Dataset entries
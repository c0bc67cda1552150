use std::fmt;

/// Identifier of a record in the client collection
#[derive(Debug, Clone, Copy, PartialEq, Eq, Hash, PartialOrd, Ord)]
pub struct EntityId(pub u32);

impl fmt::Display for EntityId {
    fn fmt(&self, f: &mut fmt::Formatter<'_>) -> fmt::Result {
        write!(f, "CL-{:04}", self.0)
    }
}

/// A client company under a service contract
#[derive(Debug, Clone, PartialEq, Eq)]
pub struct ClientEntity {
    pub id: EntityId,
    pub name: String,
    /// Contract tier (Gold, Silver, Bronze)
    pub tier: String,
    pub region: String,
}

impl ClientEntity {
    pub fn new(id: u32, name: &str, tier: &str, region: &str) -> Self {
        Self {
            id: EntityId(id),
            name: name.to_string(),
            tier: tier.to_string(),
            region: region.to_string(),
        }
    }
}

/// Client collection shipped with the console
pub fn mock_clients() -> Vec<ClientEntity> {
    vec![
        ClientEntity::new(1, "Acme Logistics", "Gold", "Metropolitana"),
        ClientEntity::new(2, "Banco Austral", "Gold", "Metropolitana"),
        ClientEntity::new(3, "Clínica San Rafael", "Silver", "Valparaíso"),
        ClientEntity::new(4, "Andes Mining Corp", "Gold", "Antofagasta"),
        ClientEntity::new(5, "Puerto Nuevo Shipping", "Bronze", "Biobío"),
        ClientEntity::new(6, "Grupo Solaris", "Silver", "Metropolitana"),
        ClientEntity::new(7, "Atlas Retail", "Bronze", "Coquimbo"),
        ClientEntity::new(8, "Colegio Santa María", "Bronze", "Maule"),
    ]
}

#[cfg(test)]
mod tests {
    use super::*;

    #[test]
    fn test_entity_id_display() {
        assert_eq!(EntityId(7).to_string(), "CL-0007");
    }

    #[test]
    fn test_mock_client_ids_are_sequential() {
        let ids: Vec<u32> = mock_clients().iter().map(|c| c.id.0).collect();
        assert_eq!(ids, (1..=8).collect::<Vec<_>>());
    }
}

# Assignment
Each line of the data above should appear again in your answer, exactly as given.

# Response
repository c0bc67cda1552150
use std::fmt;

/// Identifier of a record in the client collection
#[derive(Debug, Clone, Copy, PartialEq, Eq, Hash, PartialOrd, Ord)]
pub struct EntityId(pub u32);

impl fmt::Display for EntityId {
    fn fmt(&self, f: &mut fmt::Formatter<'_>) -> fmt::Result {
        write!(f, "CL-{:04}", self.0)
    }
}

/// A client company under a service contract
#[derive(Debug, Clone, PartialEq, Eq)]
pub struct ClientEntity {
    pub id: EntityId,
    pub name: String,
    /// Contract tier (Gold, Silver, Bronze)
    pub tier: String,
    pub region: String,
}

impl ClientEntity {
    pub fn new(id: u32, name: &str, tier: &str, region: &str) -> Self {
        Self {
            id: EntityId(id),
            name: name.to_string(),
            tier: tier.to_string(),
            region: region.to_string(),
        }
    }
}

/// Client collection shipped with the console
pub fn mock_clients() -> Vec<ClientEntity> {
    vec![
        ClientEntity::new(1, "Acme Logistics", "Gold", "Metropolitana"),
        ClientEntity::new(2, "Banco Austral", "Gold", "Metropolitana"),
        ClientEntity::new(3, "Clínica San Rafael", "Silver", "Valparaíso"),
        ClientEntity::new(4, "Andes Mining Corp", "Gold", "Antofagasta"),
        ClientEntity::new(5, "Puerto Nuevo Shipping", "Bronze", "Biobío"),
        ClientEntity::new(6, "Grupo Solaris", "Silver", "Metropolitana"),
        ClientEntity::new(7, "Atlas Retail", "Bronze", "Coquimbo"),
        ClientEntity::new(8, "Colegio Santa María", "Bronze", "Maule"),
    ]
}

#[cfg(test)]
mod tests {
    use super::*;

    #[test]
    fn test_entity_id_display() {
        assert_eq!(EntityId(7).to_string(), "CL-0007");
    }

    #[test]
    fn test_mock_client_ids_are_sequential() {
        let ids: Vec<u32> = mock_clients().iter().map(|c| c.id.0).collect();
        assert_eq!(ids, (1..=8).collect::<Vec<_>>());
    }
}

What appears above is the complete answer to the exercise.